**** INPUT RECORDS
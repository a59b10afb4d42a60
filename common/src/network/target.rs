//! # Scan Target Model
//!
//! A target is whatever the user typed to identify a host: an IPv4/IPv6
//! literal or a hostname. The engine treats it as opaque. Whether a hostname
//! resolves is only discovered when the target is probed.

use std::fmt;
use std::net::{IpAddr, Ipv4Addr};
use std::str::FromStr;

/// A single host to be probed.
#[derive(Debug, Clone, PartialEq, Eq, Hash)]
pub struct Target {
    name: String,
    addr: Option<IpAddr>,
}

impl Target {
    /// Creates a target from user input.
    ///
    /// Literal addresses (including bracketed IPv6 such as `[::1]`) are
    /// recognised immediately and never need resolving.
    pub fn new(name: impl Into<String>) -> Self {
        let name: String = name.into().trim().to_string();
        let addr: Option<IpAddr> = parse_literal(&name);
        Self { name, addr }
    }

    /// The text the target was created from.
    pub fn name(&self) -> &str {
        &self.name
    }

    /// The literal or resolved address, if known.
    pub fn addr(&self) -> Option<IpAddr> {
        self.addr
    }

    /// Attaches a resolved address while keeping the original name.
    pub fn with_addr(mut self, addr: IpAddr) -> Self {
        self.addr = Some(addr);
        self
    }

    /// `true` when the name itself is an address literal.
    pub fn is_literal(&self) -> bool {
        parse_literal(&self.name).is_some()
    }

    /// `true` when two targets refer to the same user input.
    pub fn same_as(&self, other: &Target) -> bool {
        self.name == other.name
    }
}

impl From<IpAddr> for Target {
    fn from(addr: IpAddr) -> Self {
        Self {
            name: addr.to_string(),
            addr: Some(addr),
        }
    }
}

impl From<Ipv4Addr> for Target {
    fn from(addr: Ipv4Addr) -> Self {
        Self::from(IpAddr::V4(addr))
    }
}

impl FromStr for Target {
    type Err = String;

    fn from_str(s: &str) -> Result<Self, Self::Err> {
        let target = Target::new(s);
        if target.name.is_empty() || target.name.chars().any(char::is_whitespace) {
            return Err(format!("invalid target: '{s}'"));
        }
        Ok(target)
    }
}

impl fmt::Display for Target {
    fn fmt(&self, f: &mut fmt::Formatter<'_>) -> fmt::Result {
        f.write_str(&self.name)
    }
}

fn parse_literal(s: &str) -> Option<IpAddr> {
    let unbracketed: &str = s
        .strip_prefix('[')
        .and_then(|rest| rest.strip_suffix(']'))
        .unwrap_or(s);
    unbracketed.parse::<IpAddr>().ok()
}

/// Parses a free-form list of targets (e.g. "192.168.1.5, example.com\n10.0.0.1").
///
/// Entries may be separated by newlines, commas or whitespace. Blank entries
/// are dropped and duplicates removed, keeping the first occurrence.
pub fn parse_targets(s: &str) -> Vec<Target> {
    let mut targets: Vec<Target> = Vec::new();

    for part in s.split(|c: char| c == ',' || c.is_whitespace()) {
        if part.is_empty() {
            continue;
        }
        let target = Target::new(part);
        if !targets.iter().any(|known| known.same_as(&target)) {
            targets.push(target);
        }
    }

    targets
}

// ╔════════════════════════════════════════════╗
// ║ ████████╗███████╗███████╗████████╗███████╗ ║
// ║ ╚══██╔══╝██╔════╝██╔════╝╚══██╔══╝██╔════╝ ║
// ║    ██║   █████╗  ███████╗   ██║   ███████╗ ║
// ║    ██║   ██╔══╝  ╚════██║   ██║   ╚════██║ ║
// ║    ██║   ███████╗███████║   ██║   ███████║ ║
// ║    ╚═╝   ╚══════╝╚══════╝   ╚═╝   ╚══════╝ ║
// ╚════════════════════════════════════════════╝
********
EXERCISE ▸
Exact duplication is required for the lines above, from the line that contains "the original name." to the line that contains "pub fn is_literal(&self)", inclusive; omit all others.

ANSWER FOR THE TASK ▸
    /// Attaches a resolved address while keeping the original name.
    pub fn with_addr(mut self, addr: IpAddr) -> Self {
        self.addr = Some(addr);
        self
    }

    /// `true` when the name itself is an address literal.
    pub fn is_literal(&self) -> bool {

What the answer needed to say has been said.